In February 2018, Gaga filed for trademarks for "Haus Beauty" and "Haus Labs" through her company, Ate My Heart Inc. At the Met Gala in May 2019, fans began to suspect that the makeup she wore was a preview of her upcoming brand. She had also used the hashtag #HausBeauty on several posts on her Instagram. Haus Laboratories is Gaga's first solo cosmetics venture; previously, she had collaborated with MAC Cosmetics for their 2011 Viva Glam Lipstick campaign, starring in a video directed by Nick Knight.

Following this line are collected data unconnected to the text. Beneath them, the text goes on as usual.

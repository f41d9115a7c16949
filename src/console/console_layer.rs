// Console layer - the interactive terminal surface.
//
// Rendering and input collection only; every decision about what a turn does
// lives in the core orchestrator. The connect screen, transcript rendering,
// and loading indicator mirror the states exposed by `SessionState`.

use crate::core::ai::CompletionProvider;
use crate::core::auth::SessionAuthenticator;
use crate::core::chat::{ChatMessage, ChatService, Role};
use crate::core::drive::DriveClient;
use std::io::Write;
use tokio::io::{AsyncBufReadExt, BufReader};

/// Icon for a source entry, resolved purely from the MIME type string.
/// Total: anything unrecognized falls back to the document icon.
pub fn icon_for(mime_type: &str) -> &'static str {
    match mime_type {
        "application/vnd.google-apps.document" => "📄",
        "application/vnd.google-apps.spreadsheet" => "📊",
        "application/vnd.google-apps.presentation" => "📽",
        _ => "📄",
    }
}

fn render_message(message: &ChatMessage) {
    let speaker = match message.role {
        Role::User => "You",
        Role::Model => "Assistant",
    };
    println!(
        "[{}] {}: {}",
        message.created_at.format("%H:%M"),
        speaker,
        message.text
    );

    if !message.sources.is_empty() {
        println!("  Sources:");
        for source in &message.sources {
            println!(
                "    {} {} — {}",
                icon_for(source.kind.mime_type()),
                source.name,
                source.web_view_link
            );
        }
    }
}

fn prompt_for_input() {
    print!("> ");
    let _ = std::io::stdout().flush();
}

/// Runs the chat session: bootstrap, connect screen, then the message loop.
pub async fn run<A, C, P>(chat: &mut ChatService<A, C, P>) -> anyhow::Result<()>
where
    A: SessionAuthenticator,
    C: DriveClient,
    P: CompletionProvider,
{
    println!("Drive Chat Assistant");
    println!("Ask questions and get answers grounded in your Google Drive documents.");
    println!();

    if let Err(err) = chat.initialize().await {
        tracing::error!(error = %err, "failed to initialize the Google client");
        println!("Could not initialize the Google Drive client. Check GOOGLE_API_KEY and your network, then restart.");
        return Ok(());
    }

    let mut lines = BufReader::new(tokio::io::stdin()).lines();

    // Connect screen: shown until a token grant succeeds.
    while !chat.session().connected {
        println!("Connect to Google Drive to get started. Press Enter to connect, or type 'quit'.");
        let Some(line) = lines.next_line().await? else {
            return Ok(());
        };
        if line.trim().eq_ignore_ascii_case("quit") {
            return Ok(());
        }

        match chat.connect().await {
            Ok(()) => {
                for message in chat.transcript().messages() {
                    render_message(message);
                }
            }
            Err(err) => {
                tracing::error!(error = %err, "authentication failed");
            }
        }
    }

    loop {
        prompt_for_input();
        let Some(line) = lines.next_line().await? else {
            break;
        };
        let input = line.trim().to_string();
        if input.eq_ignore_ascii_case("quit") {
            break;
        }

        let seen = chat.transcript().len();
        if !input.is_empty() {
            println!("Searching your Drive...");
        }

        chat.submit(&input).await;

        for message in &chat.transcript().messages()[seen..] {
            if message.role == Role::User {
                continue;
            }
            render_message(message);
        }
    }

    Ok(())
}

"Our key principles are: a spirit of art, a spirit of science, and the spirit of kindness. As long as those three things are present, I feel like we are doing the thing that we’ve set out to do. I used to always say, 'The world doesn’t necessarily need another beauty brand, but if we can create something that is pushing the boundaries of what it means to make make-up, then it’s worth it.' We want to make make-up for people that love to explore the artist within themselves and see themselves as a canvas. We want to be the supplier of tools, and for those tools to be truly good for you."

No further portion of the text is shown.